Nothing wrong with that. Not every tactic should be based on Occupy. But in an email about climate change that Avaaz sent out last December, which apparently raked in millions of dollars, it wrote, “It’s time for powerful, direct, non-violent action, to capture imagination, convey moral urgency, and inspire people to act. Think Occupy.” Think Occupy? Without the politics? What is happening exactly?

It seems that Avaaz found a lucrative revenue stream by warning about climate catastrophe that can only be solved with a donate button. This isn’t really a surprise. Avaaz has pioneered clickbait activism. It gets people to sign petitions about dramatic but ultimately minor issues. The operating method of Avaaz, which was established in 2007, is to create “actions” like these that generate emails for its fundraising operation. Avaaz’s business model to create products (the actions), that help it increase market share (emails), and ultimately, revenue. The actions that get the most attention are ones with the most petition signers, media coverage, and ability to generate that revenue. Social justice is turned into a product that enhances the liberal do-goodery. Avaaz profits off using internet activism and philanthropy as a release valve for people who desire genuine change, but lack the tools for building it directly. Now, it has set its sights on the climate justice movement.
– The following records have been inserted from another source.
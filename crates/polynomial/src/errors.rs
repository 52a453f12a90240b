// SPDX-License-Identifier: LGPL-3.0-only
//
// This file is provided WITHOUT ANY WARRANTY;
// without even the implied warranty of MERCHANTABILITY
// or FITNESS FOR A PARTICULAR PURPOSE.

//! Error types for integer and polynomial arithmetic.

use num_bigint::BigInt;
use thiserror::Error;

/// The category an arithmetic failure belongs to.
///
/// Callers generally only need to know which kind of failure occurred, not the
/// exact variant that carried it.
#[derive(Debug, Clone, Copy, PartialEq, Eq)]
pub enum ErrorKind {
    /// Operation invoked outside its mathematical domain.
    Domain,
    /// A value that must be invertible under the active modulus is not.
    BadModulus,
    /// The operation is intentionally unsupported.
    NotImplemented,
    /// Malformed textual input.
    Parse,
}

/// Errors that can occur during polynomial operations.
#[derive(Debug, Error)]
pub enum PolynomialError {
    /// Division by zero polynomial
    #[error("Division by zero polynomial")]
    DivisionByZero,

    /// Operation outside its mathematical domain
    #[error("Domain error: {message}")]
    Domain { message: String },

    /// Value not invertible for the modulus
    #[error("Bad modulus: {value} is not invertible modulo {modulus}")]
    BadModulus { value: BigInt, modulus: BigInt },

    /// Feature intentionally unsupported
    #[error("Not implemented: {message}")]
    NotImplemented { message: String },

    /// Malformed monomial or polynomial text
    #[error("Parse error: {message}")]
    Parse { message: String },

    /// Parse error for BigInt
    #[error("Parse error: {0}")]
    ParseInt(#[from] num_bigint::ParseBigIntError),
}

impl PolynomialError {
    /// Create a domain error with a message
    pub fn domain(message: impl Into<String>) -> Self {
        PolynomialError::Domain {
            message: message.into(),
        }
    }

    /// Create a not-implemented error with a message
    pub fn not_implemented(message: impl Into<String>) -> Self {
        PolynomialError::NotImplemented {
            message: message.into(),
        }
    }

    /// Create a parse error with a message
    pub fn parse(message: impl Into<String>) -> Self {
        PolynomialError::Parse {
            message: message.into(),
        }
    }

    /// The kind of failure this error represents.
    pub fn kind(&self) -> ErrorKind {
        match self {
            PolynomialError::DivisionByZero | PolynomialError::Domain { .. } => ErrorKind::Domain,
            PolynomialError::BadModulus { .. } => ErrorKind::BadModulus,
            PolynomialError::NotImplemented { .. } => ErrorKind::NotImplemented,
            PolynomialError::Parse { .. } | PolynomialError::ParseInt(_) => ErrorKind::Parse,
        }
    }
}

/// Result type alias for polynomial operations
pub type PolynomialResult<T> = Result<T, PolynomialError>;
To convince people to donate, it says we need Occupy-style actions. That lets people direct their desire for social change into a click of their mouses. When the moment came for assembling such a protest, though, Avaaz and 350.org blocked it. When it finally did get organized in the form of Flood Wall Street, they pushed it out of sight. If you go to the People’s Climate March website, you won’t find any mention of the Flood Wall Street action, which I fully support, but fear is being organized with too little time and resources. Nor have I seen it in an Avaaz email, nor has anyone else I’ve talked to. Bill McKibben of 350.org began promoting it this week, but that may be because there is discontent in the activist ranks about the march, which includes a number of Occupy Wall Street activists. One inside source said, “It’s a branding decision not to promote the Flood Wall Street action. These are not radical organizations.”
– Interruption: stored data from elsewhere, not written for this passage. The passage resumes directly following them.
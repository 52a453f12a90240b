// SPDX-License-Identifier: LGPL-3.0-only
//
// This file is provided WITHOUT ANY WARRANTY;
// without even the implied warranty of MERCHANTABILITY
// or FITNESS FOR A PARTICULAR PURPOSE.

use anyhow::{Context, Result};
use num_bigint::{BigInt, BigUint};
use polylib_aks::{Aks, AksOptions};
use polylib_config::AppConfig;
use polylib_polynomial::{ModulusContext, Polynomial, SymbolFormat};
use tracing::{debug, info};

/// Everything a command needs to evaluate: the arithmetic context, the print symbol and
/// the primality test options.
#[derive(Debug, Clone)]
pub struct Settings {
    pub ctx: ModulusContext,
    pub symbol: char,
    pub aks: AksOptions,
}

impl Settings {
    pub fn from_config(config: &AppConfig) -> Result<Self> {
        Ok(Self {
            ctx: config.modulus_context()?,
            symbol: config.symbol,
            aks: config.aks_options(),
        })
    }

    fn parse(&self, text: &str) -> Result<Polynomial> {
        Polynomial::parse(text, &self.ctx)
            .with_context(|| format!("Could not parse polynomial '{}'", text.trim()))
    }

    fn show(&self, poly: &Polynomial) -> String {
        poly.with_symbol(self.symbol).to_string()
    }

    /// `poly^exponent`, reduced by `poly_mod` when given.
    pub fn expand(&self, poly: &str, exponent: &str, poly_mod: Option<&str>) -> Result<String> {
        let base = self.parse(poly)?;
        let exponent: BigInt = exponent
            .trim()
            .parse()
            .with_context(|| format!("Exponent '{}' is not an integer", exponent.trim()))?;
        let modulus = poly_mod.map(|m| self.parse(m)).transpose()?;
        debug!(ctx = %self.ctx, %exponent, "expand");
        let result = base.pow(&exponent, modulus.as_ref(), &self.ctx)?;
        Ok(self.show(&result))
    }

    pub fn polymod(&self, poly: &str, modulus: &str) -> Result<String> {
        let poly = self.parse(poly)?;
        let modulus = self.parse(modulus)?;
        Ok(self.show(&poly.poly_mod(&modulus, &self.ctx)?))
    }

    pub fn divide(&self, dividend: &str, divisor: &str) -> Result<String> {
        let dividend = self.parse(dividend)?;
        let divisor = self.parse(divisor)?;
        let (quotient, remainder) = dividend.div(&divisor, &self.ctx)?;
        Ok(format!(
            "quotient: {}\nremainder: {}",
            self.show(&quotient),
            self.show(&remainder)
        ))
    }

    pub fn multiply(&self, lhs: &str, rhs: &str) -> Result<String> {
        let lhs = self.parse(lhs)?;
        let rhs = self.parse(rhs)?;
        Ok(self.show(&lhs.mul(&rhs, &self.ctx)))
    }

    pub fn aks(&self, n: &BigUint) -> Result<String> {
        info!(%n, strategy = %self.aks.strategy, parallel = self.aks.parallel, "Running AKS");
        let report = Aks::new(self.aks.clone()).run(n)?;
        Ok(report.to_string())
    }

    /// `(x + 1)^k` for `k` in `0..rows`; the coefficients are the rows of Pascal's triangle.
    pub fn binomial_rows(&self, rows: u64) -> Result<Vec<String>> {
        let binomial = Polynomial::binomial(1, &self.ctx);
        let shown = self.show(&binomial);
        (0..rows)
            .map(|k| -> Result<String> {
                let expansion = binomial.pow(&BigInt::from(k), None, &self.ctx)?;
                Ok(format!("({shown})^{k} = {}", self.show(&expansion)))
            })
            .collect()
    }
}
Branding. That’s how the climate crisis is going to be solved. We are in an era of postmodern social movements. The image is said to come first, not the ideology, and it is the branding that shapes the reality. The P.R. and marketing determines the tactics, the messaging, the organizing, and the strategy. When I asked an insider what the metrics for success would be, the insider told me that it would be measured by media coverage and long-term polling about public opinion. I was dumbfounded. Those are the exact same tools we would use in huge marketing campaigns. First we would estimate and tally media “impressions” across all digital, print, outdoor, and so on. Then a few months down the road we would conduct surveys to see if we changed the consumer’s opinion of the brand, their favorability, the qualities they associated with it, the likelihood they would try. Avaaz is doing the same thing.

That is how we should read Avaaz’s branding about changing world history. The more dramatic the language, the better the response. It’s like the supermarket. The bags and boxes don’t say, “Not bad,” or “kinda tasty.” They say “the cheesiest,” “the most delicious,” “an avalanche of flavor,” “utterly irresistible.” That’s why climate change polls so well for Avaaz. You see the same overblown rhetoric being used for the People’s Climate March: It’s the “biggest ever.” There is “unprecedented collaboration” with more than 1,400 “partner” groups in New York City. Everything comes down to this one day with the “future on the line and the whole world watching, we’ll take a stand to bend the course of history.”